Este no es el escenario actual. La baja del dólar en Uruguay durante el último mes y medio está alineada con el comportamiento del tipo de cambio en los principales socios comerciales del país. No es el peso uruguayo el que está ganando fuerza en el mundo sino el dólar el que pierde terreno frente al resto de las monedas. Si bien un dólar estable le permitiría a Uruguay recuperar parte de la competitividad perdida en los últimos años, esta baja del tipo de cambio al menos no agrega problemas adicionales a los que ya existen.

El riesgo vendrá dado por la manera en la cual la moneda uruguaya se comporte una vez que se termine esta primavera del dólar barato, los mercados se acomoden a los fundamentos de largo plazo y el billete verde retome su ascenso. El desafío está en poder acompañar a los países de referencia una vez que eso suceda.

Salario real esperado

Otro desafío está vinculado con la manera en la cual se procesa este reacomodo del tipo de cambio. Un reciente estudio realizado por investigadores del Instituto de Economía de la Facultad de Ciencias Económicas y Administración (Universidad de la República) muestra que a la hora de analizar el impacto del tipo de cambio sobre los flujos comerciales no solo importa la magnitud y el nivel al que se llega luego del ajuste sino también su trayectoria. Una alta volatilidad del tipo de cambio –subas y bajas bruscas alternadas– afecta a la actividad en una magnitud significativa. Un dólar errático e impredecible afecta la capacidad de las empresas para planificar sus finanzas e induce a la cautela.
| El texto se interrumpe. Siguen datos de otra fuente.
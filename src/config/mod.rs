//! Repository configuration and engine settings
//!
//! A configuration file carries one `[blocker]` settings table, an optional
//! `[job_store]` table and any number of `[[repositories]]` objects. The
//! repository list is re-read by the config store on every pass, so
//! adding or removing a repository takes effect at the next cycle.

mod storage;

pub use storage::{FileConfigStore, load_config_file};

use crate::types::MergeMethod;
use serde::{Deserialize, Serialize};
use std::time::Duration;

/// Default GitHub API endpoint
pub const DEFAULT_GITHUB_API_URL: &str = "https://api.github.com";
/// Default GitLab endpoint
pub const DEFAULT_GITLAB_API_URL: &str = "https://gitlab.com";

/// Git hosting provider
#[derive(Debug, Clone, Copy, Default, Serialize, Deserialize, PartialEq, Eq)]
#[serde(rename_all = "lowercase")]
pub enum ProviderKind {
    /// GitHub or GitHub Enterprise
    #[default]
    Github,
    /// GitLab
    Gitlab,
}

/// Access token, given inline or through an environment variable
#[derive(Debug, Clone, Default, Serialize, Deserialize, PartialEq, Eq)]
pub struct GitToken {
    /// Inline token value
    #[serde(default)]
    pub value: Option<String>,
    /// Name of an environment variable holding the token
    #[serde(default)]
    pub env: Option<String>,
}

impl GitToken {
    /// Resolve the token; `None` when neither source yields a non-empty value
    pub fn resolve(&self) -> Option<String> {
        if let Some(value) = self.value.as_deref().filter(|v| !v.is_empty()) {
            return Some(value.to_string());
        }
        self.env
            .as_deref()
            .and_then(|name| std::env::var(name).ok())
            .filter(|v| !v.is_empty())
    }
}

/// Git repository identity and credentials
#[derive(Debug, Clone, Default, Serialize, Deserialize, PartialEq, Eq)]
pub struct GitConfig {
    /// Provider type
    #[serde(rename = "type", default)]
    pub kind: ProviderKind,
    /// API URL; provider default when omitted
    #[serde(default)]
    pub api_url: Option<String>,
    /// `owner/repo`
    pub repository: String,
    /// Access token; a missing token disables automation
    #[serde(default)]
    pub token: Option<GitToken>,
}

impl GitConfig {
    /// Effective API URL
    pub fn api_url(&self) -> &str {
        match (&self.api_url, self.kind) {
            (Some(url), _) if !url.is_empty() => url.trim_end_matches('/'),
            (_, ProviderKind::Github) => DEFAULT_GITHUB_API_URL,
            (_, ProviderKind::Gitlab) => DEFAULT_GITLAB_API_URL,
        }
    }

    /// Split `owner/repo`; the owner may itself contain `/` (GitLab groups)
    pub fn owner_and_repo(&self) -> Option<(&str, &str)> {
        self.repository
            .rsplit_once('/')
            .filter(|(owner, repo)| !owner.is_empty() && !repo.is_empty())
    }
}

/// Merge eligibility policy
#[derive(Debug, Clone, Default, Serialize, Deserialize, PartialEq, Eq)]
#[serde(default)]
pub struct MergeQuery {
    /// Labels that must be present
    pub labels: Vec<String>,
    /// Labels that must be absent
    pub block_labels: Vec<String>,
    /// Allowed authors (empty = anyone)
    pub authors: Vec<String>,
    /// Authors never merged
    pub skip_authors: Vec<String>,
    /// Allowed target branches (empty = any)
    pub branches: Vec<String>,
    /// Target branches never merged
    pub skip_branches: Vec<String>,
    /// Check contexts that must succeed (empty = every reported check)
    pub checks: Vec<String>,
    /// Check contexts ignored when `checks` is empty
    pub optional_checks: Vec<String>,
    /// Adds an implicit `approved` label requirement
    pub approve_required: bool,
}

/// Merge automation settings; absent means automation is off
#[derive(Debug, Clone, Default, Serialize, Deserialize, PartialEq, Eq)]
pub struct MergeConfig {
    /// Default merge method
    #[serde(default)]
    pub method: Option<MergeMethod>,
    /// Commit message template (`{{.Title}}`, `{{.ID}}`, ...)
    #[serde(default)]
    pub commit_template: Option<String>,
    /// Eligibility policy
    #[serde(default)]
    pub query: MergeQuery,
}

/// Branch/tag applicability rules for a job (unanchored regexes)
#[derive(Debug, Clone, Default, Serialize, Deserialize, PartialEq, Eq)]
#[serde(default)]
pub struct JobWhen {
    /// Branch must match one of these
    pub branch: Vec<String>,
    /// Branch must match none of these
    pub skip_branch: Vec<String>,
    /// Tag rules (push-tag jobs)
    pub tag: Vec<String>,
    /// Tag exclusion rules
    pub skip_tag: Vec<String>,
}

/// A pre-submit job definition
#[derive(Debug, Clone, Default, Serialize, Deserialize, PartialEq, Eq)]
pub struct JobSpec {
    /// Job name; doubles as the commit status context it reports
    pub name: String,
    /// Applicability rules
    #[serde(default)]
    pub when: Option<JobWhen>,
}

/// Job definitions of a repository
#[derive(Debug, Clone, Default, Serialize, Deserialize, PartialEq, Eq)]
#[serde(default)]
pub struct JobsConfig {
    /// Jobs run against pull requests
    pub pre_submit: Vec<JobSpec>,
}

/// One repository configuration object
#[derive(Debug, Clone, Default, Serialize, Deserialize, PartialEq, Eq)]
pub struct RepoConfig {
    /// Object namespace
    pub namespace: String,
    /// Object name
    pub name: String,
    /// Git identity
    pub git: GitConfig,
    /// Merge automation
    #[serde(default)]
    pub merge: Option<MergeConfig>,
    /// Job definitions
    #[serde(default)]
    pub jobs: JobsConfig,
}

impl RepoConfig {
    /// Token and merge settings are both present
    pub fn automation_enabled(&self) -> bool {
        self.merge.is_some() && self.git.token.as_ref().is_some_and(|t| t.resolve().is_some())
    }
}

/// Engine settings (`[blocker]`)
#[derive(Debug, Clone, Serialize, Deserialize, PartialEq, Eq)]
#[serde(default)]
pub struct BlockerSettings {
    /// Base pipeline period
    pub sync_period_secs: u64,
    /// Upper bound of the random delay added to each period
    pub jitter_secs: u64,
    /// Label that blocks merging on every repository
    pub block_label: String,
    /// Label forcing a squash merge
    pub squash_label: String,
    /// Label forcing a merge commit
    pub merge_label: String,
    /// Maximum number of pull requests retested together
    pub max_batch_size: usize,
    /// Pause between consecutive merges of one batch
    pub merge_delay_ms: u64,
    /// Introspection server bind address
    pub status_addr: String,
    /// Context of the commit status published by the engine
    pub status_context: String,
    /// Target URL of the published commit status
    pub status_target_url: String,
    /// Sender name recorded on retest jobs
    pub bot_name: String,
    /// Sender email recorded on retest jobs
    pub bot_email: String,
}

impl Default for BlockerSettings {
    fn default() -> Self {
        Self {
            sync_period_secs: 60,
            jitter_secs: 5,
            block_label: "ci/hold".to_string(),
            squash_label: "ci/merge-squash".to_string(),
            merge_label: "ci/merge-merge".to_string(),
            max_batch_size: 1,
            merge_delay_ms: 5000,
            status_addr: "0.0.0.0:8808".to_string(),
            status_context: "blocker".to_string(),
            status_target_url: String::new(),
            bot_name: "blocker".to_string(),
            bot_email: String::new(),
        }
    }
}

impl BlockerSettings {
    /// Base pipeline period
    pub const fn sync_period(&self) -> Duration {
        Duration::from_secs(self.sync_period_secs)
    }

    /// Jitter upper bound
    pub const fn jitter(&self) -> Duration {
        Duration::from_secs(self.jitter_secs)
    }

    /// Pause between batch merges
    pub const fn merge_delay(&self) -> Duration {
        Duration::from_millis(self.merge_delay_ms)
    }
}

/// External job system endpoint (`[job_store]`)
#[derive(Debug, Clone, Default, Serialize, Deserialize, PartialEq, Eq)]
pub struct JobStoreSettings {
    /// Base URL
    pub url: String,
}

/// Whole configuration file
#[derive(Debug, Clone, Default, Serialize, Deserialize, PartialEq, Eq)]
#[serde(default)]
pub struct BlockerFile {
    /// Engine settings
    pub blocker: BlockerSettings,
    /// Job system endpoint
    pub job_store: Option<JobStoreSettings>,
    /// Repository configuration objects
    pub repositories: Vec<RepoConfig>,
}

#[cfg(test)]
mod tests {
    use super::*;

    fn github(api_url: Option<&str>) -> GitConfig {
        GitConfig {
            kind: ProviderKind::Github,
            api_url: api_url.map(ToString::to_string),
            repository: "tmax-cloud/cicd-test".to_string(),
            token: None,
        }
    }

    #[test]
    fn test_api_url_defaults() {
        assert_eq!(github(None).api_url(), DEFAULT_GITHUB_API_URL);
        assert_eq!(
            github(Some("https://ghe.example.com/api/v3/")).api_url(),
            "https://ghe.example.com/api/v3"
        );

        let gitlab = GitConfig {
            kind: ProviderKind::Gitlab,
            ..github(None)
        };
        assert_eq!(gitlab.api_url(), DEFAULT_GITLAB_API_URL);
    }

    #[test]
    fn test_owner_and_repo() {
        assert_eq!(
            github(None).owner_and_repo(),
            Some(("tmax-cloud", "cicd-test"))
        );

        let nested = GitConfig {
            repository: "group/sub/project".to_string(),
            ..github(None)
        };
        assert_eq!(nested.owner_and_repo(), Some(("group/sub", "project")));

        let bad = GitConfig {
            repository: "no-slash".to_string(),
            ..github(None)
        };
        assert_eq!(bad.owner_and_repo(), None);
    }

    #[test]
    fn test_token_resolve() {
        let inline = GitToken {
            value: Some("abc".to_string()),
            env: None,
        };
        assert_eq!(inline.resolve().as_deref(), Some("abc"));

        let empty = GitToken {
            value: Some(String::new()),
            env: Some("PR_BLOCKER_TEST_TOKEN_THAT_IS_NOT_SET".to_string()),
        };
        assert_eq!(empty.resolve(), None);
    }

    #[test]
    fn test_automation_enabled() {
        let mut cfg = RepoConfig {
            namespace: "default".to_string(),
            name: "cicd".to_string(),
            git: github(None),
            merge: Some(MergeConfig::default()),
            jobs: JobsConfig::default(),
        };
        assert!(!cfg.automation_enabled());

        cfg.git.token = Some(GitToken {
            value: Some("t".to_string()),
            env: None,
        });
        assert!(cfg.automation_enabled());

        cfg.merge = None;
        assert!(!cfg.automation_enabled());
    }

    #[test]
    fn test_settings_defaults() {
        let settings = BlockerSettings::default();
        assert_eq!(settings.max_batch_size, 1);
        assert_eq!(settings.status_context, "blocker");
        assert_eq!(settings.sync_period(), Duration::from_secs(60));
    }
}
La baja del dólar es un arma de doble filo que da aire a la conducción económica en momentos en que las buenas noticias escasean, pero al mismo tiempo genera desafíos que deben anticiparse. Subestimar los riesgos asociados al nuevo contexto cambiario y asumir que el dólar más bajo llegó para quedarse, tanto por parte del gobierno como de los agentes privados, podría a la larga ocasionar un problema adicional en un escenario ya de por sí desafiante.